The ministry has updated advice for critical healthcare workers wishing to return to work if they have Covid-19 - or are a household contact - to enable healthcare staff who are cases or contacts to return to work if they choose to, are well and have regular negative rapid antigen tests.
The new advice for health workers means all health and disability services and their workers can continue to operate in any setting under the Covid-19 Protection Framework whether they are deemed to be critical or not.
In the current phase, critical health workers who are close contacts can utilise rapid antigen tests (RATs) to ensure they can return to work during their isolation period providing they produce a negative test prior to their shift.
This reflects the critical nature of their work including the necessity of these services to prevent death or serious harm and that these services can only be conducted in person in the workplace.
All other workers across the health and disability system are still required to operate under the Covid-19 Protection Framework and close contacts should follow the self-isolation guidelines highlighted on the MoH's contact tracing page.
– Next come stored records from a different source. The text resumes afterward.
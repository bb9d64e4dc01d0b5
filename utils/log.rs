//! Simple logging implementation for Ferrovisor
//!
//! This module provides a minimal logging implementation suitable
//! for a no_std hypervisor environment.

use core::fmt;

/// Log levels
#[derive(Debug, Clone, Copy, PartialEq, Eq, PartialOrd, Ord)]
pub enum Level {
    /// Error level
    Error = 0,
    /// Warning level
    Warn = 1,
    /// Info level
    Info = 2,
    /// Debug level
    Debug = 3,
    /// Trace level
    Trace = 4,
}

impl Level {
    /// Convert level to string
    pub fn as_str(self) -> &'static str {
        match self {
            Level::Error => "ERROR",
            Level::Warn => "WARN",
            Level::Info => "INFO",
            Level::Debug => "DEBUG",
            Level::Trace => "TRACE",
        }
    }
}

/// Get the current log level
pub fn level() -> Level {
    #[cfg(feature = "debug")]
    {
        #[cfg(feature = "verbose")]
        return Level::Trace;

        Level::Debug
    }

    #[cfg(not(feature = "debug"))]
    Level::Info
}

/// Set the log level
pub fn set_level(level: Level) {
    // TODO: Implement log level setting
    // For now, compile-time only
}

/// The sink a log line is handed to once it passes the level filter.
///
/// There is no UART driver in this crate; wiring this to one is the
/// embedding kernel's job. The default sink discards the line, which keeps
/// the macros usable (and their formatting exercised by tests) without
/// pulling in a console implementation.
pub type Sink = fn(Level, fmt::Arguments<'_>, u64);

fn discard_sink(_level: Level, _args: fmt::Arguments<'_>, _timestamp: u64) {}

static mut SINK: Sink = discard_sink;

/// Install a log sink. Not synchronized: call once, during early boot,
/// before any other hart is running.
///
/// # Safety
/// Must not be called concurrently with logging from another hart.
pub unsafe fn set_sink(sink: Sink) {
    SINK = sink;
}

/// Log a message
pub fn log(level: Level, args: fmt::Arguments<'_>) {
    if level <= level() {
        let timestamp = crate::utils::get_timestamp();
        let sink = unsafe { SINK };
        sink(level, args, timestamp);
    }
}

/// Log an error message
#[macro_export]
macro_rules! error {
    ($($arg:tt)*) => {
        $crate::utils::log::log(
            $crate::utils::log::Level::Error,
            format_args!($($arg)*)
        );
    };
}

/// Log a warning message
#[macro_export]
macro_rules! warn {
    ($($arg:tt)*) => {
        $crate::utils::log::log(
            $crate::utils::log::Level::Warn,
            format_args!($($arg)*)
        );
    };
}

/// Log an info message
#[macro_export]
macro_rules! info {
    ($($arg:tt)*) => {
        $crate::utils::log::log(
            $crate::utils::log::Level::Info,
            format_args!($($arg)*)
        );
    };
}

/// Log a debug message
#[macro_export]
macro_rules! debug {
    ($($arg:tt)*) => {
        $crate::utils::log::log(
            $crate::utils::log::Level::Debug,
            format_args!($($arg)*)
        );
    };
}

/// Log a trace message
#[macro_export]
macro_rules! trace {
    ($($arg:tt)*) => {
        $crate::utils::log::log(
            $crate::utils::log::Level::Trace,
            format_args!($($arg)*)
        );
    };
}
Meanwhile, Michael Plank from the University of Canterbury and Covid-19 Modelling Aotearoa told RNZ he expected the death rate to continue for a few more weeks, and ultimately between 300 and 500 people to die by the end of the first Omicron wave.
"Because although it looks like cases have peaked, deaths [lag behind]," Plank said.
The death total was at about the lower to middle end of projections from earlier this year - which picked between 400 and 1200 deaths, he said.
A reason for New Zealand's low death rate was high booster uptake among older people and young people comprising a large amount of those infected.
Otago University epidemiologist Professor Michael Baker told RNZ that Plank's predictions were "very plausible."
"It does still depend on the behaviour of New Zealanders," he said.
Asked what were New Zealand's Achilles' heels, Baker said there were two big, entirely preventable gaps.
Just over half of 5 to 11-year-olds were vaccinated - the good news was they had low mortality but the bad news was that they were susceptible to Long Covid.
The second concerning gap was that almost 1 million eligible New Zealanders had not had their booster.
"This is absolutely lifesaving for people, at the very least it may prevent you having a miserable illness for a couple of weeks."
Covid-19 Modelling Aotearoa project leader Dion O'Neale hopes hospitalisation rates have peaked.
He said for this wave, the country appears to have avoided a health system "collapse" some people were worried about.
"From the data I've seen anyway it looks like we are scraping through and managed to maybe, hopefully, get past the worst of this peak without exceeding that capacity."
And on the death rate, O'Neale said New Zealand's was at about the international standard for an Omicron wave.
He said the numbers look to be comparable to other countries: "We're not looking outstanding in either direction for death rates."